The passage would remain a footnote in the history of Arctic exploration until 2009, when satellite imagery showed that it had melted to the point that it appeared to be able to accommodate large vessels. Dispatched to report from the scene, BBC reporter David Shukman discovered the new controversy surrounding the route that Amundsen had forged almost 100 years previously – now that it looked like it might be a source of revenue, a major dispute had begun over which country owned it, with Canada claiming the right to tax transit through the area.

The story is one of a number recounted by Shukman in Reporting Live from the End of the World, an account of his initiation into the world of environmental reporting.

Having initially started out reporting from the North in the mid-1980s, Shukman moved on to become the BBC’s defence correspondent, before switching to European affairs and, later being appointed world affairs correspondent.
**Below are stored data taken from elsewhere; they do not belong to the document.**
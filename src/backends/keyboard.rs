//! Keyboard driver.
//!
//! Keys arrive as toolkit events rather than by polling, so this driver only
//! contributes its device type and the default keyboard layout.

use crate::binding::InputMap;
use crate::button::Button;
use crate::device::{Capabilities, DeviceType, InputDriver};
use crate::event::Key;

/// Default keyboard layout.
pub const DEFAULT_KEYS: [(Key, Button); 10] = [
    (Key::X, Button::A),
    (Key::Z, Button::B),
    (Key::A, Button::L),
    (Key::S, Button::R),
    (Key::RETURN, Button::Start),
    (Key::BACKSPACE, Button::Select),
    (Key::UP, Button::Up),
    (Key::DOWN, Button::Down),
    (Key::LEFT, Button::Left),
    (Key::RIGHT, Button::Right),
];

#[derive(Debug, Default)]
pub struct KeyboardDriver;

impl KeyboardDriver {
    pub fn new() -> Self {
        KeyboardDriver
    }
}

/// Write [`DEFAULT_KEYS`] into `map`.
pub fn bind_default_keys(map: &mut InputMap) {
    for (key, button) in DEFAULT_KEYS {
        map.bind_key(DeviceType::KEYBOARD, key.code(), button);
    }
}

impl InputDriver for KeyboardDriver {
    fn device_type(&self) -> DeviceType {
        DeviceType::KEYBOARD
    }

    fn capabilities(&self) -> Capabilities {
        Capabilities::default()
    }

    fn name(&self) -> &str {
        "Keyboard"
    }

    fn bind_defaults(&self, map: &mut InputMap) {
        bind_default_keys(map);
    }
}
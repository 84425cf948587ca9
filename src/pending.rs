//! Logical buttons with a press event in flight.
//!
//! When the poller posts a "down" event for a gamepad source it marks the
//! source's logical button(s) pending; the matching "up" event clears them.
//! While a button is pending, [`InputController::poll_events`] leaves it out
//! of the active set so the emulation core does not see the press twice
//! (once through the toolkit event, once through direct polling).
//!
//! The set is shared with whatever thread the core polls from, hence the lock.
//!
//! [`InputController::poll_events`]: crate::controller::InputController::poll_events

use crate::button::{Button, ButtonSet};
use parking_lot::{RwLock, RwLockReadGuard, RwLockWriteGuard};

#[derive(Debug, Default)]
pub struct PendingEvents {
    inner: RwLock<ButtonSet>,
}

impl PendingEvents {
    pub fn new() -> Self {
        Self::default()
    }

    pub fn read(&self) -> RwLockReadGuard<'_, ButtonSet> {
        self.inner.read()
    }

    pub fn write(&self) -> RwLockWriteGuard<'_, ButtonSet> {
        self.inner.write()
    }

    pub fn post(&self, buttons: ButtonSet) {
        *self.inner.write() |= buttons;
    }

    pub fn clear(&self, buttons: ButtonSet) {
        let mut guard = self.inner.write();
        for b in buttons.iter() {
            guard.remove(b);
        }
    }

    pub fn contains(&self, button: Button) -> bool {
        self.inner.read().contains(button)
    }

    pub fn snapshot(&self) -> ButtonSet {
        *self.inner.read()
    }

    /// `active` with every pending button removed.
    pub fn filter(&self, active: ButtonSet) -> ButtonSet {
        let pending = self.inner.read();
        active.iter().filter(|b| !pending.contains(*b)).collect()
    }
}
By 2003, years of reporting from war zones had left him burnt out. Even so, when it was first suggested that he become the BBC’s environment and science correspondent, he wasn’t keen; a self confessed sceptic on green issues, he initially felt that the job represented a step down to a field he considered dull and comparatively unimportant.

However, as the scope of the job was made clear to him and he began to explore his new brief, he became increasingly convinced of the area’s importance.
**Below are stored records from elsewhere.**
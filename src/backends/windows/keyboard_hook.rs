//! Background keyboard capture through Raw Input.
//!
//! [`RawKeyboardHook`] registers the keyboard (usage page `0x01`, usage
//! `0x06`) with `RIDEV_INPUTSINK` against a window handle, so `WM_INPUT`
//! keeps arriving while another application has focus. The host's native
//! event filter hands every message to [`RawKeyboardHook::filter`], which
//! translates the virtual key and posts it to the [`KeyEventQueue`]
//! (see [`crate::hook`]). Messages are never consumed.
//!
//! Registration is deferred until the window has a real handle and happens
//! at most once. Failure is logged and leaves keyboard input on the normal
//! toolkit path.
//!
//! [`KeyEventQueue`]: crate::hook::KeyEventQueue

#![cfg(target_os = "windows")]

use super::raw_input::read_wm_input;
use crate::error::{InputError, Result};
use crate::hook::KeySender;
use windows_sys::Win32::Foundation::GetLastError;
use windows_sys::Win32::UI::Input::{
    RegisterRawInputDevices, RAWINPUTDEVICE, RIDEV_INPUTSINK, RIDEV_REMOVE,
};
use windows_sys::Win32::UI::WindowsAndMessaging::WM_INPUT;

const USAGE_PAGE_GENERIC_DESKTOP: u16 = 0x01;
const USAGE_KEYBOARD: u16 = 0x06;

pub struct RawKeyboardHook {
    /// Target window handle (`0` until the window is realized).
    hwnd: isize,
    registered: bool,
    announced: bool,
    sender: KeySender,
}

impl RawKeyboardHook {
    pub fn new(hwnd: isize, sender: KeySender) -> Self {
        Self {
            hwnd,
            registered: false,
            announced: false,
            sender,
        }
    }

    pub fn is_registered(&self) -> bool {
        self.registered
    }

    /// Point the hook at a (now valid) window handle and register.
    pub fn set_target(&mut self, hwnd: isize) {
        if self.registered {
            return;
        }
        self.hwnd = hwnd;
        if let Err(e) = self.register() {
            log::warn!("{e}; background keyboard input disabled");
        }
    }

    /// Register the keyboard for `WM_INPUT`. No-op if already registered or
    /// if the window has no handle yet.
    pub fn register(&mut self) -> Result<()> {
        if self.registered || self.hwnd == 0 {
            return Ok(());
        }

        let rid = RAWINPUTDEVICE {
            usUsagePage: USAGE_PAGE_GENERIC_DESKTOP,
            usUsage: USAGE_KEYBOARD,
            dwFlags: RIDEV_INPUTSINK,
            hwndTarget: self.hwnd as _,
        };

        let ok = unsafe {
            RegisterRawInputDevices(&rid, 1, core::mem::size_of::<RAWINPUTDEVICE>() as u32)
        };
        if ok == 0 {
            let code = unsafe { GetLastError() };
            return Err(InputError::RawInputRegistration(code));
        }

        log::info!("raw keyboard input registered for hwnd 0x{:x}", self.hwnd);
        self.registered = true;
        Ok(())
    }

    /// Remove the registration. Safe to call when not registered.
    pub fn unregister(&mut self) {
        if !self.registered {
            return;
        }
        let rid = RAWINPUTDEVICE {
            usUsagePage: USAGE_PAGE_GENERIC_DESKTOP,
            usUsage: USAGE_KEYBOARD,
            dwFlags: RIDEV_REMOVE,
            hwndTarget: core::ptr::null_mut(),
        };
        let ok = unsafe {
            RegisterRawInputDevices(&rid, 1, core::mem::size_of::<RAWINPUTDEVICE>() as u32)
        };
        if ok == 0 {
            let code = unsafe { GetLastError() };
            log::warn!("{}", InputError::RawInputRegistration(code));
        }
        self.registered = false;
    }

    /// Native event filter entry point. Always returns `false` (not consumed).
    pub fn filter(&mut self, message: u32, lparam: isize) -> bool {
        if !self.announced {
            log::debug!("WM_INPUT filter active, raw background keyboard enabled");
            self.announced = true;
        }
        if message != WM_INPUT {
            return false;
        }
        if let Some(packet) = read_wm_input(lparam) {
            #[cfg(feature = "debug-log")]
            log::trace!(
                "[RAWKBD] dev={:?} vk=0x{:02x} sc=0x{:02x} ext={} break={}",
                packet.hdevice,
                packet.vkey,
                packet.scancode,
                packet.is_extended,
                packet.is_break
            );
            self.sender.enqueue_virtual_key(packet.vkey, !packet.is_break);
        }
        false
    }
}

impl Drop for RawKeyboardHook {
    fn drop(&mut self) {
        self.unregister();
    }
}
The experiences he recounts in Reporting Live from the End of the World make for an engaging read, as well as providing an interesting account of just how green issues are reported by the mass media.

One of his more telling anecdotes relates a tense exchange with a floor manager and cameraman while he waits in the wings of a TV studio, killing time before going on air. The news item concerns a report on new government sponsored research into the threat of rising sea levels in the next century, and while running through his script, a cameraman takes him to task.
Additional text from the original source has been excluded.